Start of Block

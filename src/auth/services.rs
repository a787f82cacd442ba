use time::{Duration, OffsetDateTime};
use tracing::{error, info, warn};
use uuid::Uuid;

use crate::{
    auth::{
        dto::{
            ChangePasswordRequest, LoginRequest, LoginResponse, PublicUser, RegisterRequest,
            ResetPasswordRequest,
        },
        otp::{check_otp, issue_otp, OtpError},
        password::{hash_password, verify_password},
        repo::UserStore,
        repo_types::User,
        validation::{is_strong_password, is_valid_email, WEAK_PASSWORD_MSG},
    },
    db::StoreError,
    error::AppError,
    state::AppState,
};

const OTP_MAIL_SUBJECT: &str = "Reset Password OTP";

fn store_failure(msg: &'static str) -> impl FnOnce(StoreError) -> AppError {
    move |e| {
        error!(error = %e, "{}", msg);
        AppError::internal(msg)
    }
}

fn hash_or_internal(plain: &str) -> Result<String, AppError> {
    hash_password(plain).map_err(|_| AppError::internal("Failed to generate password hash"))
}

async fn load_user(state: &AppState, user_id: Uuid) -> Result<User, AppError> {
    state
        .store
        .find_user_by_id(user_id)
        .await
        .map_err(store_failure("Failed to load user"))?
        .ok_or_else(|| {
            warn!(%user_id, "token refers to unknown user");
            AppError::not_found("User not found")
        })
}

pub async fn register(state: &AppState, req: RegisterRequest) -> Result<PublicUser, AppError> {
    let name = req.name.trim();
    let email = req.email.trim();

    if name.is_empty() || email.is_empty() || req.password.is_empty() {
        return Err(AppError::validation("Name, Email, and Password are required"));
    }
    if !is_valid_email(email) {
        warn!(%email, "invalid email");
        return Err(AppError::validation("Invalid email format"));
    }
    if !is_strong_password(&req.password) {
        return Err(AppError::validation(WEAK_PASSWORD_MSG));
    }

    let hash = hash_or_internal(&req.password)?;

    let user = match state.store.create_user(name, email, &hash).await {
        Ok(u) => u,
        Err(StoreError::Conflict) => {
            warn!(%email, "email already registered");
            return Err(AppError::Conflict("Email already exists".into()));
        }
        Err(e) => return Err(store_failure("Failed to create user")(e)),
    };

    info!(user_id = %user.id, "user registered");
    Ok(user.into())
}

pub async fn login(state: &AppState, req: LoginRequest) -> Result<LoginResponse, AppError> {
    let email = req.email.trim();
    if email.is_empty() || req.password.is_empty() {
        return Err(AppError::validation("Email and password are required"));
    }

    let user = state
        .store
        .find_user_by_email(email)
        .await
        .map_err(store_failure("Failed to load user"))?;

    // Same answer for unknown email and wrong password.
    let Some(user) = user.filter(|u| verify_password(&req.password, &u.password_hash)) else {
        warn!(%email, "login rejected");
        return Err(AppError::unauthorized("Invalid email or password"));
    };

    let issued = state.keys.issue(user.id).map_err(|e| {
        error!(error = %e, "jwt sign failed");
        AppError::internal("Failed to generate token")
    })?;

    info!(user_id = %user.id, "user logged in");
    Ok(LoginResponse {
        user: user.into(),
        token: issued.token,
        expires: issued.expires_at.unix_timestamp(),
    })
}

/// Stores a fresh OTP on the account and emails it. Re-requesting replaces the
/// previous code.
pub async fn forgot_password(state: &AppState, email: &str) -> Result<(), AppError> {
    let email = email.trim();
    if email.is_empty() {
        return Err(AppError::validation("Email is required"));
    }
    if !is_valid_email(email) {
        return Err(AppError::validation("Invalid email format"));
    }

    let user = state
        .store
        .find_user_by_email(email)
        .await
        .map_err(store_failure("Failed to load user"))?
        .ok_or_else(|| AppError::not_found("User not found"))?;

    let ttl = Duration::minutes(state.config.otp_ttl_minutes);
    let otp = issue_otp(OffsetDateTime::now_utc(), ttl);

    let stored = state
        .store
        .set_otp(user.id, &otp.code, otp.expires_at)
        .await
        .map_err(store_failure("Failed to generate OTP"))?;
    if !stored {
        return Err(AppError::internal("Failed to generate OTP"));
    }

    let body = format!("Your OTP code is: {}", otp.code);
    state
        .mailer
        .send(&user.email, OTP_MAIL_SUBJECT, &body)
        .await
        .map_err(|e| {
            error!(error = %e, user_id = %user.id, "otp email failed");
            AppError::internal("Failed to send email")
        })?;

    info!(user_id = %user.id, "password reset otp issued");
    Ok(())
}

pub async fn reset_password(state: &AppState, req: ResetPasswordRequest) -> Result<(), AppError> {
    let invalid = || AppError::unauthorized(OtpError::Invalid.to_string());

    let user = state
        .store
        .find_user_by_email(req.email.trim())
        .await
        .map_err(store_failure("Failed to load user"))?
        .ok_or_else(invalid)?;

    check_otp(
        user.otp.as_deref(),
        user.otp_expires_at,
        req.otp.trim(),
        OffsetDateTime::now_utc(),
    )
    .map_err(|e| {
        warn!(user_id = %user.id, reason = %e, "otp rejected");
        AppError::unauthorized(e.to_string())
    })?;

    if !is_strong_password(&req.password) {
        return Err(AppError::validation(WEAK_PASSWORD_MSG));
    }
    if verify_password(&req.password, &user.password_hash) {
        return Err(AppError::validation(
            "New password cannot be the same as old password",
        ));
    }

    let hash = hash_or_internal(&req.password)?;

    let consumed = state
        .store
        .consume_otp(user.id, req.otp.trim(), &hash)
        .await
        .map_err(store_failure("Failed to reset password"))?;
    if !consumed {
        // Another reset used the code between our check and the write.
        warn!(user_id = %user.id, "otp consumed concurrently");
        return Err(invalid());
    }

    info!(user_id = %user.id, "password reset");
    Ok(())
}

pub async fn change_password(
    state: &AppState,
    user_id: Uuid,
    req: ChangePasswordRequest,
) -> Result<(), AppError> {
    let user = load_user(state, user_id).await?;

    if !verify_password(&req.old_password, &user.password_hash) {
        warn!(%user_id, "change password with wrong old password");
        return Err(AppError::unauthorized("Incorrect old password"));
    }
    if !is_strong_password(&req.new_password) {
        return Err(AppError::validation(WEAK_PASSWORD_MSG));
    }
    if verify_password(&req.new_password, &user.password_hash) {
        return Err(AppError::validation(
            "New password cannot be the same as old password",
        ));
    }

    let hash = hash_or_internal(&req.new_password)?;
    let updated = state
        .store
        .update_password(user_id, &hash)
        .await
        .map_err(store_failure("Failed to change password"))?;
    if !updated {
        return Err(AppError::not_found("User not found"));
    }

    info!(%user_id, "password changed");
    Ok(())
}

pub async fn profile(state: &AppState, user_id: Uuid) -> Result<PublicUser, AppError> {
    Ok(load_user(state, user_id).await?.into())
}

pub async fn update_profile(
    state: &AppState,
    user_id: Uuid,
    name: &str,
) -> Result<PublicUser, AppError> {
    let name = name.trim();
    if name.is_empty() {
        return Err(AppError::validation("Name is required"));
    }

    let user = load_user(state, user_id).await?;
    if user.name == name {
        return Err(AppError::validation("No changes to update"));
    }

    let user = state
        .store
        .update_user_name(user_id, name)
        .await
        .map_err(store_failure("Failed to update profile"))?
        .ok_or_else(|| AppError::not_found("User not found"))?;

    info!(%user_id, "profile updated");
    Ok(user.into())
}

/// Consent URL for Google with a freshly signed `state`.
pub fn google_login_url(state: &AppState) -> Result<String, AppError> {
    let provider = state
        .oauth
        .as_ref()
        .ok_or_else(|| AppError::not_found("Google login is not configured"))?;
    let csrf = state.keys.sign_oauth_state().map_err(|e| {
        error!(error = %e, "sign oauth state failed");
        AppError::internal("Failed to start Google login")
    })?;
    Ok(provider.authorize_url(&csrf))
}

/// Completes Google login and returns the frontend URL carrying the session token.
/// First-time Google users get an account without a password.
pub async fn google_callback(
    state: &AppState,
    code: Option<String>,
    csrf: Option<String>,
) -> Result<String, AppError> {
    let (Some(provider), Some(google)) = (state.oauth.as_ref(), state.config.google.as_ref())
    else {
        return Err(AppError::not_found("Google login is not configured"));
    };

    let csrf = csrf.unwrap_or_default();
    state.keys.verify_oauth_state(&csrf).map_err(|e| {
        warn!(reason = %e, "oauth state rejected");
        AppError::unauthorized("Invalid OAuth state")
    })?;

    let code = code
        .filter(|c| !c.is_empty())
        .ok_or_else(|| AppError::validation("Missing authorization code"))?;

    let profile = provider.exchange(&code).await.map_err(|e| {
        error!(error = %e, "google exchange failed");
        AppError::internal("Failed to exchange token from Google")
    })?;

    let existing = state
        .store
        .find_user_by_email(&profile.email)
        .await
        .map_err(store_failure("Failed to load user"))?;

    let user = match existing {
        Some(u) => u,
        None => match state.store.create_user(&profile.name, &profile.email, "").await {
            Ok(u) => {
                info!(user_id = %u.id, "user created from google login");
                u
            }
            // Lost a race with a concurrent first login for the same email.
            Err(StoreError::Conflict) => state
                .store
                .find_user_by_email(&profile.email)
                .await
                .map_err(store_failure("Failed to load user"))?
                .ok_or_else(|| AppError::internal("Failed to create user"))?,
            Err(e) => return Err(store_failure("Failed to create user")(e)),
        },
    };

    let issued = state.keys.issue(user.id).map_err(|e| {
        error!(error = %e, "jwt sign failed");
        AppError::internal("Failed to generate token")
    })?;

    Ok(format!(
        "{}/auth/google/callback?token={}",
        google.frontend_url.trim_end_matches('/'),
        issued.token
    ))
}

End of Block

Collect every line with the string "token" from the records, and copy each.

Written response »
            warn!(%user_id, "token refers to unknown user");
        AppError::internal("Failed to generate token")
        token: issued.token,
/// Completes Google login and returns the frontend URL carrying the session token.
        AppError::internal("Failed to exchange token from Google")
        AppError::internal("Failed to generate token")
        "{}/auth/google/callback?token={}",
        issued.token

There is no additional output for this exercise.